1. Carregue o arquivo de sequências, já alinhadas, de RNA e de ND2
de genomas mitocondriais abaixo, que já estão em formato MEGA.
2. Verifique, para cada um dos arquivos, os sítios invariáveis, os
variáveis e os informativos para parcimônia.
3. Descubra o significado das opções "pairwise deletion" e "complete
deletion".
4. Calcule a matriz de distâncias para alguns modelos (P. ex.
distância P, JC69, K2P, etc.), com a opção "complete
deletion".
5. Observando as matrizes obtidas, responda as seguintes questões:
a) Como estão distribuidos os sítios invariáveis
nos dois trechos?
b) Como os modelos modificam a proporção de
diferenças nos dois casos?
c) Qual seria o melhor modelo para cada um dos
casos?
6. Utilizando as distâncias mais apropriadas, segundo o que você
aprendeu na teoria, reconstrua a filogenia separadamente dos dois
trechos da molécula, empregando o método UPGMA.
7. Repita o procedimento 6 com o método de Neighbor-joining.
8. Repita os procedimentos 3 a 6 com as duas sequências justapostas
tal como se fosse uma única.
9. Compare os resultados.
As sequências concatenadas estão aqui.
Arquivos das sequências separadas:
ND2
rRNA 16S, tRNA (val), rRNA 12S
Opcional
1. Carregue o conjunto de programas do pacote PHYLIP (aqui).
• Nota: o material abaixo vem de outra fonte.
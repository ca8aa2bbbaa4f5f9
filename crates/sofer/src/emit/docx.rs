//! Office Open XML (DOCX) serialization.
//!
//! Produces a minimal right-to-left WordprocessingML package: content
//! types, package relationships, a style sheet and the document part, all
//! zipped. Styling follows the reconstructed roles: a large bordered
//! centered title, justified RTL body text, bold section headings with the
//! section number as its own run, small gray ruled header/footer lines,
//! and italic gray `[...]` placeholder runs. Margin paragraphs render in a
//! narrow text frame anchored to the outer page edge.

use crate::error::Result;
use crate::text::PLACEHOLDER;
use crate::types::{Document, DocumentPage, ParagraphRole};
use quick_xml::escape::escape;
use std::io::Write;
use std::path::Path;

const CONTENT_TYPES_XML: &str = r#"<?xml version="1.0" encoding="UTF-8" standalone="yes"?>
<Types xmlns="http://schemas.openxmlformats.org/package/2006/content-types">
<Default Extension="rels" ContentType="application/vnd.openxmlformats-package.relationships+xml"/>
<Default Extension="xml" ContentType="application/xml"/>
<Override PartName="/word/document.xml" ContentType="application/vnd.openxmlformats-officedocument.wordprocessingml.document.main+xml"/>
<Override PartName="/word/styles.xml" ContentType="application/vnd.openxmlformats-officedocument.wordprocessingml.styles.xml"/>
</Types>"#;

const PACKAGE_RELS_XML: &str = r#"<?xml version="1.0" encoding="UTF-8" standalone="yes"?>
<Relationships xmlns="http://schemas.openxmlformats.org/package/2006/relationships">
<Relationship Id="rId1" Type="http://schemas.openxmlformats.org/officeDocument/2006/relationships/officeDocument" Target="word/document.xml"/>
</Relationships>"#;

const DOCUMENT_RELS_XML: &str = r#"<?xml version="1.0" encoding="UTF-8" standalone="yes"?>
<Relationships xmlns="http://schemas.openxmlformats.org/package/2006/relationships">
<Relationship Id="rId1" Type="http://schemas.openxmlformats.org/officeDocument/2006/relationships/styles" Target="styles.xml"/>
</Relationships>"#;

const STYLES_XML: &str = r#"<?xml version="1.0" encoding="UTF-8" standalone="yes"?>
<w:styles xmlns:w="http://schemas.openxmlformats.org/wordprocessingml/2006/main">
<w:docDefaults>
<w:rPrDefault><w:rPr><w:rFonts w:ascii="David" w:hAnsi="David" w:cs="David"/><w:sz w:val="24"/><w:szCs w:val="24"/></w:rPr></w:rPrDefault>
<w:pPrDefault><w:pPr><w:bidi/></w:pPr></w:pPrDefault>
</w:docDefaults>
<w:style w:type="paragraph" w:styleId="Normal" w:default="1">
<w:name w:val="Normal"/>
<w:pPr><w:bidi/><w:jc w:val="both"/></w:pPr>
</w:style>
<w:style w:type="paragraph" w:styleId="Title">
<w:name w:val="Title"/>
<w:basedOn w:val="Normal"/>
<w:pPr><w:bidi/><w:jc w:val="center"/><w:pBdr><w:top w:val="single" w:sz="8" w:space="4" w:color="auto"/><w:bottom w:val="single" w:sz="8" w:space="4" w:color="auto"/><w:left w:val="single" w:sz="8" w:space="4" w:color="auto"/><w:right w:val="single" w:sz="8" w:space="4" w:color="auto"/></w:pBdr><w:spacing w:after="240"/></w:pPr>
<w:rPr><w:b/><w:bCs/><w:sz w:val="40"/><w:szCs w:val="40"/></w:rPr>
</w:style>
<w:style w:type="paragraph" w:styleId="Heading1">
<w:name w:val="heading 1"/>
<w:basedOn w:val="Normal"/>
<w:pPr><w:bidi/><w:spacing w:before="240" w:after="120"/></w:pPr>
<w:rPr><w:b/><w:bCs/><w:sz w:val="28"/><w:szCs w:val="28"/></w:rPr>
</w:style>
<w:style w:type="paragraph" w:styleId="Header">
<w:name w:val="header"/>
<w:basedOn w:val="Normal"/>
<w:pPr><w:bidi/><w:pBdr><w:bottom w:val="single" w:sz="4" w:space="2" w:color="808080"/></w:pBdr></w:pPr>
<w:rPr><w:color w:val="808080"/><w:sz w:val="18"/><w:szCs w:val="18"/></w:rPr>
</w:style>
<w:style w:type="paragraph" w:styleId="Footer">
<w:name w:val="footer"/>
<w:basedOn w:val="Normal"/>
<w:pPr><w:bidi/><w:pBdr><w:top w:val="single" w:sz="4" w:space="2" w:color="808080"/></w:pBdr></w:pPr>
<w:rPr><w:color w:val="808080"/><w:sz w:val="18"/><w:szCs w:val="18"/></w:rPr>
</w:style>
</w:styles>"#;

/// Serialize the document and write it to `path`.
///
/// The package is assembled fully in memory first; a failing serialization
/// leaves no partial file behind.
pub fn write_docx(document: &Document, path: impl AsRef<Path>) -> Result<()> {
    let bytes = docx_bytes(document)?;
    std::fs::write(path.as_ref(), bytes)?;
    Ok(())
}

/// Serialize the document into DOCX (ZIP) bytes.
pub fn docx_bytes(document: &Document) -> Result<Vec<u8>> {
    let document_xml = render_document_xml(document);

    let mut writer = zip::ZipWriter::new(std::io::Cursor::new(Vec::new()));
    let options = zip::write::SimpleFileOptions::default().compression_method(zip::CompressionMethod::Deflated);

    for (name, content) in [
        ("[Content_Types].xml", CONTENT_TYPES_XML),
        ("_rels/.rels", PACKAGE_RELS_XML),
        ("word/_rels/document.xml.rels", DOCUMENT_RELS_XML),
        ("word/styles.xml", STYLES_XML),
        ("word/document.xml", document_xml.as_str()),
    ] {
        writer.start_file(name, options)?;
        writer.write_all(content.as_bytes())?;
    }

    let cursor = writer.finish()?;
    Ok(cursor.into_inner())
}

/// Role and annotations resolved for one rendered text paragraph.
struct ResolvedParagraph<'a> {
    text: &'a str,
    role: ParagraphRole,
    section_number: Option<&'a str>,
    is_centered: bool,
}

/// Re-align the page's text paragraphs with its structure.
///
/// The main text carries `[header]`/`[footer]` labels; body paragraphs are
/// matched against the structure's body entries in order. When the counts
/// drift (placeholder collapsing can merge neighbors), remaining paragraphs
/// fall back to plain body styling.
fn resolve_paragraphs(page: &DocumentPage) -> Vec<ResolvedParagraph<'_>> {
    let mut body_entries = page
        .structure
        .paragraphs
        .iter()
        .filter(|p| matches!(p.role, ParagraphRole::Body | ParagraphRole::SectionHeading));

    page.main_text
        .split("\n\n")
        .map(str::trim)
        .filter(|chunk| !chunk.is_empty())
        .map(|chunk| {
            if let Some(text) = chunk.strip_prefix("[header] ") {
                return ResolvedParagraph {
                    text,
                    role: ParagraphRole::Header,
                    section_number: None,
                    is_centered: false,
                };
            }
            if let Some(text) = chunk.strip_prefix("[footer] ") {
                return ResolvedParagraph {
                    text,
                    role: ParagraphRole::Footer,
                    section_number: None,
                    is_centered: false,
                };
            }
            match body_entries.next() {
                Some(entry) => ResolvedParagraph {
                    text: chunk,
                    role: entry.role,
                    section_number: entry.section_number.as_deref(),
                    is_centered: entry.is_centered,
                },
                None => ResolvedParagraph {
                    text: chunk,
                    role: ParagraphRole::Body,
                    section_number: None,
                    is_centered: false,
                },
            }
        })
        .collect()
}

fn render_document_xml(document: &Document) -> String {
    let mut xml = String::with_capacity(4096);
    xml.push_str(r#"<?xml version="1.0" encoding="UTF-8" standalone="yes"?>"#);
    xml.push_str(r#"<w:document xmlns:w="http://schemas.openxmlformats.org/wordprocessingml/2006/main">"#);
    xml.push_str("<w:body>");

    push_paragraph(&mut xml, &document.title, "Title", false, None, false);

    for (index, page) in document.pages.iter().enumerate() {
        if index > 0 {
            xml.push_str(r#"<w:p><w:r><w:br w:type="page"/></w:r></w:p>"#);
        }
        render_page(&mut xml, page);
    }

    xml.push_str(
        r#"<w:sectPr><w:pgSz w:w="11906" w:h="16838"/><w:pgMar w:top="1440" w:right="1440" w:bottom="1440" w:left="1440"/><w:bidi/></w:sectPr>"#,
    );
    xml.push_str("</w:body></w:document>");
    xml
}

fn render_page(xml: &mut String, page: &DocumentPage) {
    // Margin annotations lead the page so their frames anchor alongside
    // the following body text.
    for paragraph in page.margin_text.split("\n\n").map(str::trim).filter(|p| !p.is_empty()) {
        push_paragraph(xml, paragraph, "Normal", true, None, false);
    }

    for paragraph in resolve_paragraphs(page) {
        let style = match paragraph.role {
            ParagraphRole::Header => "Header",
            ParagraphRole::Footer => "Footer",
            ParagraphRole::SectionHeading => "Heading1",
            ParagraphRole::Body => "Normal",
        };
        push_paragraph(
            xml,
            paragraph.text,
            style,
            false,
            paragraph.section_number,
            paragraph.is_centered,
        );
    }
}

fn push_paragraph(
    xml: &mut String,
    text: &str,
    style: &str,
    in_margin_frame: bool,
    section_number: Option<&str>,
    is_centered: bool,
) {
    xml.push_str("<w:p><w:pPr>");
    xml.push_str(&format!(r#"<w:pStyle w:val="{}"/>"#, style));
    if in_margin_frame {
        xml.push_str(
            r#"<w:framePr w:w="2400" w:hSpace="240" w:wrap="around" w:vAnchor="text" w:hAnchor="page" w:xAlign="left"/>"#,
        );
    }
    xml.push_str("<w:bidi/>");
    if is_centered {
        xml.push_str(r#"<w:jc w:val="center"/>"#);
    }
    xml.push_str("</w:pPr>");

    let mut body = text;
    if let Some(number) = section_number {
        if let Some(rest) = text.strip_prefix(number) {
            push_run(xml, number, RunStyle::SectionNumber);
            body = rest.trim_start();
            if !body.is_empty() {
                push_run(xml, " ", RunStyle::Plain);
            }
        }
    }
    push_text_runs(xml, body);

    xml.push_str("</w:p>");
}

#[derive(Clone, Copy, PartialEq)]
enum RunStyle {
    Plain,
    SectionNumber,
    Placeholder,
}

/// Emit the paragraph text as runs, giving `[...]` markers their italic
/// gray styling.
fn push_text_runs(xml: &mut String, text: &str) {
    let mut segments: Vec<(String, RunStyle)> = Vec::new();
    for token in text.split(' ') {
        if token == PLACEHOLDER {
            segments.push((token.to_string(), RunStyle::Placeholder));
        } else {
            match segments.last_mut() {
                Some((buffer, RunStyle::Plain)) => {
                    buffer.push(' ');
                    buffer.push_str(token);
                }
                _ => segments.push((token.to_string(), RunStyle::Plain)),
            }
        }
    }

    let count = segments.len();
    for (index, (segment, style)) in segments.into_iter().enumerate() {
        let mut content = segment;
        if index + 1 < count {
            content.push(' ');
        }
        push_run(xml, &content, style);
    }
}

fn push_run(xml: &mut String, text: &str, style: RunStyle) {
    if text.is_empty() {
        return;
    }
    xml.push_str("<w:r>");
    match style {
        RunStyle::Plain => {}
        RunStyle::SectionNumber => xml.push_str("<w:rPr><w:b/><w:bCs/></w:rPr>"),
        RunStyle::Placeholder => {
            xml.push_str(r#"<w:rPr><w:i/><w:iCs/><w:color w:val="999999"/></w:rPr>"#)
        }
    }
    xml.push_str(r#"<w:t xml:space="preserve">"#);
    xml.push_str(&escape(text));
    xml.push_str("</w:t></w:r>");
}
2. Transforme os arquivos de sequências concatenadas em formato MEGA
para o formato "phylip"
3. Construa matrizes de distâncias das sequências concatenadas com
distâncias P e JC69 com o programa dnadist.
4. Use o programa "neighbor" para calcular as árvores UPGMA e de
Neighbor Joining.
5. Usar o programa "drawtree" para obter as figuras de árvores nos 4
casos (P-UPGMA, P-Neighbor, JC69-UPGMA e JC-Neighbor).
6. Localize as principais diferenças e tente explicá-las.